Every line in the listing below from the one with "sled database at" through the one with "impl KeyValueStore for SledStore" is to be reproduced exactly, both ends included; leave out the rest.
──────────────────────────────
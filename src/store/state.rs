use std::collections::HashMap;
use uuid::Uuid;

use crate::schema::types::{Field, FieldId, FormSchema, WorkingForm};

/// Everything the form builder keeps between edits: the form under
/// construction, the saved collection and builder-level error messages.
///
/// The methods are plain reducers over owned state; nothing here touches
/// storage.
#[derive(Debug, Clone, Default, PartialEq)]
pub struct FormBuilderState {
    pub current_form: WorkingForm,
    pub saved_forms: Vec<FormSchema>,
    pub errors: HashMap<String, String>,
}

impl FormBuilderState {
    pub fn new() -> Self {
        Self::default()
    }

    pub fn set_form_name(&mut self, name: impl Into<String>) {
        self.current_form.name = name.into();
    }

    /// Appends `field` under a freshly minted id and returns that id. Any id
    /// the field already carries is discarded.
    pub fn add_field(&mut self, mut field: Field) -> FieldId {
        let id = Uuid::new_v4().to_string();
        field.id = id.clone();
        self.current_form.fields.push(field);
        id
    }

    /// Replaces the field with the same id. Returns `false` when no such field
    /// exists.
    pub fn update_field(&mut self, field: Field) -> bool {
        match self.current_form.fields.iter_mut().find(|f| f.id == field.id) {
            Some(slot) => {
                *slot = field;
                true
            }
            None => false,
        }
    }

    /// Removes a field. Derived fields that listed it as a parent keep the
    /// dangling id.
    pub fn remove_field(&mut self, id: &str) -> bool {
        let before = self.current_form.fields.len();
        self.current_form.fields.retain(|f| f.id != id);
        self.current_form.fields.len() != before
    }

    pub fn reorder_fields(&mut self, fields: Vec<Field>) {
        self.current_form.fields = fields;
    }

    /// Copies a saved form's name and fields into the working form, keeping
    /// their ids.
    pub fn load_form(&mut self, id: &str) -> bool {
        match self.saved_forms.iter().find(|f| f.id == id) {
            Some(schema) => {
                self.current_form = WorkingForm {
                    name: schema.name.clone(),
                    fields: schema.fields.clone(),
                };
                true
            }
            None => false,
        }
    }

    pub fn clear_current_form(&mut self) {
        self.current_form = WorkingForm::default();
    }

    pub fn saved_form(&self, id: &str) -> Option<&FormSchema> {
        self.saved_forms.iter().find(|f| f.id == id)
    }

    pub fn set_error(&mut self, key: impl Into<String>, message: impl Into<String>) {
        self.errors.insert(key.into(), message.into());
    }

    pub fn clear_errors(&mut self) {
        self.errors.clear();
    }
}
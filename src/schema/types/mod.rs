pub mod errors;
pub mod field;
pub mod schema;
pub mod validation_rule;

pub use errors::SchemaError;
pub use field::{
    format_number, DerivedConfig, Field, FieldId, FieldType, FieldValue,
    SubmissionData,
};
pub use schema::{FormSchema, WorkingForm};
pub use validation_rule::{default_message, RuleKind, RuleValue, ValidationRule};
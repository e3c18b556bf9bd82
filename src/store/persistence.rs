//! Key-value backends for the saved-form collection.
//!
//! The collection is stored as one JSON document under a single key and is
//! rewritten as a whole on every change.

use log::debug;
use std::collections::HashMap;
use std::path::Path;

use crate::config::StorageConfig;
use crate::error::{FormError, FormResult};

/// Key the saved-form collection is stored under by default.
pub const SAVED_FORMS_KEY: &str = "formBuilder_savedForms";

/// Synchronous string key-value store.
pub trait KeyValueStore {
    fn get(&self, key: &str) -> FormResult<Option<String>>;
    fn set(&mut self, key: &str, value: &str) -> FormResult<()>;
}

/// In-process store, used by tests and throwaway sessions.
#[derive(Debug, Clone, Default)]
pub struct MemoryStore {
    entries: HashMap<String, String>,
}

impl MemoryStore {
    pub fn new() -> Self {
        Self::default()
    }
}

impl KeyValueStore for MemoryStore {
    fn get(&self, key: &str) -> FormResult<Option<String>> {
        Ok(self.entries.get(key).cloned())
    }

    fn set(&mut self, key: &str, value: &str) -> FormResult<()> {
        self.entries.insert(key.to_string(), value.to_string());
        Ok(())
    }
}

/// sled-backed store. Each write is flushed before returning.
#[derive(Clone)]
pub struct SledStore {
    db: sled::Db,
    tree: sled::Tree,
}

impl SledStore {
    /// Opens the database and tree named by `config`.
    pub fn open(config: &StorageConfig) -> FormResult<Self> {
        Self::open_path(&config.path, &config.tree)
    }

    pub fn open_path(path: &Path, tree: &str) -> FormResult<Self> {
        debug!("Opening sled database at {}", path.display());
        let db = sled::open(path)?;
        Self::new(db, tree)
    }

    /// Wraps an already open database.
    pub fn new(db: sled::Db, tree: &str) -> FormResult<Self> {
        let tree = db.open_tree(tree)?;
        Ok(Self { db, tree })
    }

    pub fn db(&self) -> &sled::Db {
        &self.db
    }
}

impl KeyValueStore for SledStore {
    fn get(&self, key: &str) -> FormResult<Option<String>> {
        match self.tree.get(key.as_bytes())? {
            Some(bytes) => String::from_utf8(bytes.to_vec())
                .map(Some)
                .map_err(|e| FormError::Serialization(format!("Stored value is not UTF-8: {}", e))),
            None => Ok(None),
        }
    }

    fn set(&mut self, key: &str, value: &str) -> FormResult<()> {
        self.tree.insert(key.as_bytes(), value.as_bytes())?;
        self.tree.flush()?;
        Ok(())
    }
}
//! `gs-repo` — where pixel measurements come from.
//!
//! The simulation and rendering crates never talk to a database directly;
//! they receive a [`MeasurementRepository`] handle and ask it for rows.
//!
//! # Crate layout
//!
//! | Module         | Contents                                                 |
//! |----------------|----------------------------------------------------------|
//! | [`repository`] | `MeasurementRepository` trait                            |
//! | [`memory`]     | `MemoryRepository` (vectors held in RAM)                 |
//! | [`loader`]     | `load_sector_records_*`, `load_aggregates_*`,            |
//! |                | `load_competitive_*` CSV loaders                         |
//! | `sqlite`       | `SqliteRepository` (feature `sqlite`)                    |
//! | [`error`]      | `RepoError`, `RepoResult<T>`                             |
//!
//! # Tables
//!
//! Both the CSV files and the SQLite backend use the same row shapes:
//!
//! * `pixel_sector`    — one row per (pixel, serving sector, scenario, year).
//! * `pixel_agg`       — one row per (pixel, scenario, year), all KPIs and
//!   the best-serving sector.
//! * `csp_details_pop` — competitive benchmark, one row per measurement.
//! * `compet_cat_pop`  — competitive benchmark, per-category scores.

pub mod error;
pub mod loader;
pub mod memory;
pub mod repository;

#[cfg(feature = "sqlite")]
pub mod sqlite;

#[cfg(test)]
mod tests;

pub use error::{RepoError, RepoResult};
pub use loader::{
    load_aggregates_csv, load_aggregates_reader, load_competitive_csv, load_competitive_reader,
    load_sector_records_csv, load_sector_records_reader,
};
pub use memory::MemoryRepository;
pub use repository::MeasurementRepository;

#[cfg(feature = "sqlite")]
pub use sqlite::SqliteRepository;
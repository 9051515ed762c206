//! `gs-store` — where rendered artifacts live until a publisher reads them.
//!
//! # Crate layout
//!
//! | Module       | Contents                                                  |
//! |--------------|-----------------------------------------------------------|
//! | [`artifact`] | `ArtifactKind`, `ArtifactHandle`, `EvictionReport`        |
//! | [`store`]    | `ArtifactStore` trait                                     |
//! | [`fs`]       | `FsArtifactStore` (directory + name prefix)               |
//! | [`memory`]   | `MemoryArtifactStore`                                     |
//! | [`error`]    | `StoreError`, `StoreResult<T>`                            |
//!
//! Artifacts are written once, read once by the publisher, and deleted by a
//! sweep once older than the retention window.  Deletion is best-effort:
//! failures become [`EvictionWarning`]s, never errors.

pub mod artifact;
pub mod error;
pub mod fs;
pub mod memory;
pub mod store;


pub use artifact::{ArtifactHandle, ArtifactKind, EvictionReport, EvictionWarning, DEFAULT_RETENTION};
pub use error::{StoreError, StoreResult};
pub use fs::FsArtifactStore;
pub use memory::MemoryArtifactStore;
pub use store::ArtifactStore;
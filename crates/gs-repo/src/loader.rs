//! CSV loaders for sector and aggregate measurement tables.
//!
//! # CSV format
//!
//! Column names follow the measurement store.  Empty fields are missing
//! measurements (`None`).
//!
//! `pixel_sector`:
//!
//! ```csv
//! index,latitude_50,longitude_50,site_id,sector_id,geo_rsrp,geo_cqi,geo_served_demand,geo_latent_demand,geo_cap_demand,geo_churn_prob,geo_user_tput_dl,count_samples,scenario_traffic,scenario_optim,year
//! 1,40.4168,-3.7038,S1,S1_1,-85.0,10.0,10.0,0.1,0.05,0.02,9.0,40,1.0,0,2025
//! 1,40.4168,-3.7038,S2,S2_3,-95.0,7.0,5.0,,,0.03,6.5,,1.0,0,2025
//! ```
//!
//! `pixel_agg`:
//!
//! ```csv
//! index,latitude_50,longitude_50,geo_rsrp,geo_cqi,geo_user_tput_dl,geo_churn_prob,geo_served_demand,geo_latent_demand,geo_cap_demand,geo_revenue_potential,roi,npv,ttc,scenario_traffic,scenario_optim,year,best_server
//! 1,40.4168,-3.7038,-85.0,10.0,9.0,0.02,15.0,0.1,0.05,120.0,1.4,2500.0,18.0,1.0,0,2025,S1_1
//! ```
//!
//! The `best_server` column is optional.
//!
//! Competitive-benchmark tables (`csp_details_pop`, `compet_cat_pop`) have
//! an open set of metric columns, so they are read by header name rather
//! than into a fixed row struct:
//!
//! ```csv
//! Latitude,Longitude,Connection_ServiceProviderBrandName,band_category,roads_proximity,population,QOS_RSRP,dl_tput
//! 40.4168,-3.7038,Acme,LB,1,120.0,-92.0,14.5
//! ```

use std::collections::BTreeMap;
use std::io::Read;
use std::path::Path;

use serde::Deserialize;

use gs_core::{
    AggregateRecord, CompetitiveRecord, CompetitiveTable, PixelIndex, PixelRecord, ScenarioKey, SectorId,
    SiteId,
};

use crate::{RepoError, RepoResult};

// ── CSV rows ──────────────────────────────────────────────────────────────────

#[derive(Deserialize)]
struct SectorRow {
    index:             u64,
    latitude_50:       f64,
    longitude_50:      f64,
    site_id:           String,
    sector_id:         String,
    geo_rsrp:          Option<f64>,
    geo_cqi:           Option<f64>,
    geo_served_demand: Option<f64>,
    geo_latent_demand: Option<f64>,
    geo_cap_demand:    Option<f64>,
    geo_churn_prob:    Option<f64>,
    geo_user_tput_dl:  Option<f64>,
    count_samples:     Option<u32>,
    scenario_traffic:  f64,
    scenario_optim:    i32,
    year:              i32,
}

#[derive(Deserialize)]
struct AggregateRow {
    index:                 u64,
    latitude_50:           f64,
    longitude_50:          f64,
    geo_rsrp:              Option<f64>,
    geo_cqi:               Option<f64>,
    geo_user_tput_dl:      Option<f64>,
    geo_churn_prob:        Option<f64>,
    geo_served_demand:     Option<f64>,
    geo_latent_demand:     Option<f64>,
    geo_cap_demand:        Option<f64>,
    geo_revenue_potential: Option<f64>,
    roi:                   Option<f64>,
    npv:                   Option<f64>,
    ttc:                   Option<f64>,
    scenario_traffic:      f64,
    scenario_optim:        i32,
    year:                  i32,
    #[serde(default)]
    best_server:           Option<String>,
}

impl From<SectorRow> for PixelRecord {
    fn from(r: SectorRow) -> Self {
        PixelRecord {
            pixel_index:       PixelIndex(r.index),
            latitude:          r.latitude_50,
            longitude:         r.longitude_50,
            site_id:           SiteId::new(r.site_id),
            sector_id:         SectorId::new(r.sector_id),
            signal_level:      r.geo_rsrp,
            quality_index:     r.geo_cqi,
            served_demand:     r.geo_served_demand,
            latent_demand:     r.geo_latent_demand,
            capacity_demand:   r.geo_cap_demand,
            churn_probability: r.geo_churn_prob,
            user_throughput:   r.geo_user_tput_dl,
            sample_count:      r.count_samples,
            scenario:          ScenarioKey::new(r.scenario_traffic, r.scenario_optim, r.year),
        }
    }
}

impl From<AggregateRow> for AggregateRecord {
    fn from(r: AggregateRow) -> Self {
        AggregateRecord {
            pixel_index:        PixelIndex(r.index),
            latitude:           r.latitude_50,
            longitude:          r.longitude_50,
            signal_level:       r.geo_rsrp,
            quality_index:      r.geo_cqi,
            user_throughput:    r.geo_user_tput_dl,
            churn_probability:  r.geo_churn_prob,
            served_demand:      r.geo_served_demand,
            latent_demand:      r.geo_latent_demand,
            capacity_demand:    r.geo_cap_demand,
            revenue_potential:  r.geo_revenue_potential,
            roi:                r.roi,
            npv:                r.npv,
            time_to_congestion: r.ttc,
            best_server:        r.best_server.filter(|s| !s.is_empty()).map(SectorId::new),
            scenario:           ScenarioKey::new(r.scenario_traffic, r.scenario_optim, r.year),
        }
    }
}

// ── Public API ────────────────────────────────────────────────────────────────

/// Load `pixel_sector` rows from a CSV file.
pub fn load_sector_records_csv(path: &Path) -> RepoResult<Vec<PixelRecord>> {
    let file = std::fs::File::open(path)?;
    load_sector_records_reader(file)
}

/// Like [`load_sector_records_csv`] but accepts any `Read` source.
pub fn load_sector_records_reader<R: Read>(reader: R) -> RepoResult<Vec<PixelRecord>> {
    load_rows::<SectorRow, PixelRecord, R>(reader)
}

/// Load `pixel_agg` rows from a CSV file.
pub fn load_aggregates_csv(path: &Path) -> RepoResult<Vec<AggregateRecord>> {
    let file = std::fs::File::open(path)?;
    load_aggregates_reader(file)
}

/// Like [`load_aggregates_csv`] but accepts any `Read` source.
pub fn load_aggregates_reader<R: Read>(reader: R) -> RepoResult<Vec<AggregateRecord>> {
    load_rows::<AggregateRow, AggregateRecord, R>(reader)
}

/// Load one competitive-benchmark table from a CSV file.
pub fn load_competitive_csv(path: &Path, table: CompetitiveTable) -> RepoResult<Vec<CompetitiveRecord>> {
    let file = std::fs::File::open(path)?;
    load_competitive_reader(file, table)
}

/// Like [`load_competitive_csv`] but accepts any `Read` source.
///
/// Columns other than the fixed ones must be numeric or empty; a
/// non-numeric cell is a parse error naming its row and column.
pub fn load_competitive_reader<R: Read>(reader: R, table: CompetitiveTable) -> RepoResult<Vec<CompetitiveRecord>> {
    let mut csv_reader = csv::ReaderBuilder::new().trim(csv::Trim::All).from_reader(reader);
    let headers = csv_reader.headers()?.clone();
    let column = |name: &str| {
        headers
            .iter()
            .position(|h| h == name)
            .ok_or_else(|| RepoError::Parse(format!("{table}: missing column {name}")))
    };
    let lat = column("Latitude")?;
    let lon = column("Longitude")?;
    let provider = column(table.provider_column())?;
    let band = column("band_category")?;
    let roads = column("roads_proximity")?;
    let population = column("population")?;
    let fixed = [lat, lon, provider, band, roads, population];

    let mut out = Vec::new();
    for (line, result) in csv_reader.records().enumerate() {
        let record = result?;
        let row = line + 2;
        let field = |i: usize| record.get(i).unwrap_or("");

        let mut metrics = BTreeMap::new();
        for (i, name) in headers.iter().enumerate().filter(|(i, _)| !fixed.contains(i)) {
            if let Some(v) = parse_opt::<f64>(field(i), row, name)? {
                metrics.insert(name.to_owned(), v);
            }
        }
        out.push(CompetitiveRecord {
            latitude:        parse_req(field(lat), row, "Latitude")?,
            longitude:       parse_req(field(lon), row, "Longitude")?,
            provider:        field(provider).to_owned(),
            band_category:   field(band).to_owned(),
            roads_proximity: parse_opt(field(roads), row, "roads_proximity")?.unwrap_or(0),
            population:      parse_opt(field(population), row, "population")?,
            metrics,
        });
    }
    tracing::debug!(%table, rows = out.len(), "competitive table loaded");
    Ok(out)
}

// ── Helpers ───────────────────────────────────────────────────────────────────

fn load_rows<Row, T, R>(reader: R) -> RepoResult<Vec<T>>
where
    Row: for<'de> Deserialize<'de>,
    T:   From<Row>,
    R:   Read,
{
    let mut csv_reader = csv::ReaderBuilder::new().trim(csv::Trim::All).from_reader(reader);
    let mut out = Vec::new();
    for (line, result) in csv_reader.deserialize::<Row>().enumerate() {
        // +2: one for the header, one for 1-based numbering.
        let row = result.map_err(|e| RepoError::Parse(format!("row {}: {e}", line + 2)))?;
        out.push(T::from(row));
    }
    Ok(out)
}

fn parse_opt<T: std::str::FromStr>(cell: &str, row: usize, column: &str) -> RepoResult<Option<T>> {
    if cell.is_empty() {
        return Ok(None);
    }
    cell.parse()
        .map(Some)
        .map_err(|_| RepoError::Parse(format!("row {row}: column {column}: {cell:?} is not a number")))
}

fn parse_req<T: std::str::FromStr>(cell: &str, row: usize, column: &str) -> RepoResult<T> {
    parse_opt(cell, row, column)?.ok_or_else(|| RepoError::Parse(format!("row {row}: column {column} is empty")))
}
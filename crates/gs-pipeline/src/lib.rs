//! `gs-pipeline` — one map request, end to end.
//!
//! ```text
//! MeasurementRepository ──► simulate (switch-off only) ──► rasterize
//!        ──► colorize ──► ArtifactStore (sweep, then put) ──► Publisher
//! ```
//!
//! # Crate layout
//!
//! | Module       | Contents                                                     |
//! |--------------|--------------------------------------------------------------|
//! | [`pipeline`] | `MapPipeline`, `MapPipelineBuilder`                          |
//! | [`request`]  | `SwitchOffRequest`, `CoverageRequest`, `SectorMapRequest`,   |
//! |              | `CompetitiveMapRequest`, `BestServerMapRequest`, `MapOutput` |
//! | [`config`]   | `PipelineConfig` (TOML), `GridConfig`, `Resolution`          |
//! | [`retry`]    | `RetryPolicy`, `RetryingRepository`                          |
//! | [`publish`]  | `Publisher` trait, `NoopPublisher`                           |
//! | [`observer`] | `PipelineObserver` trait, `NoopObserver`, `Stage`            |
//! | [`error`]    | `PipelineError`, `PipelineResult<T>`                         |
//!
//! # Feature flags
//!
//! | Flag       | Effect                                   |
//! |------------|------------------------------------------|
//! | `parallel` | Rayon in the reallocation engine.        |
//! | `fx-hash`  | FxHash for the engine's per-pixel map.   |
//! | `sqlite`   | Enables `gs_repo::SqliteRepository`.     |

pub mod config;
pub mod error;
pub mod observer;
pub mod pipeline;
pub mod publish;
pub mod request;
pub mod retry;


pub use config::{GridConfig, ImageFormat, PipelineConfig, Resolution};
pub use error::{PipelineError, PipelineResult};
pub use observer::{NoopObserver, PipelineObserver, Stage};
pub use pipeline::{MapPipeline, MapPipelineBuilder};
pub use publish::{NoopPublisher, PublishError, Publisher};
pub use request::{
    BestServerMap, BestServerMapRequest, CompetitiveMapRequest, CoverageRequest, MapOutput, SectorMapRequest,
    SwitchOffRequest, SwitchOffSummary,
};
pub use retry::{RetryPolicy, RetryingRepository};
──────────────────────────────
[Solution for this problem]
        debug!("Opening sled database at {}", path.display());
        let db = sled::open(path)?;
        Self::new(db, tree)
    }

    /// Wraps an already open database.
    pub fn new(db: sled::Db, tree: &str) -> FormResult<Self> {
        let tree = db.open_tree(tree)?;
        Ok(Self { db, tree })
    }

    pub fn db(&self) -> &sled::Db {
        &self.db
    }
}

impl KeyValueStore for SledStore {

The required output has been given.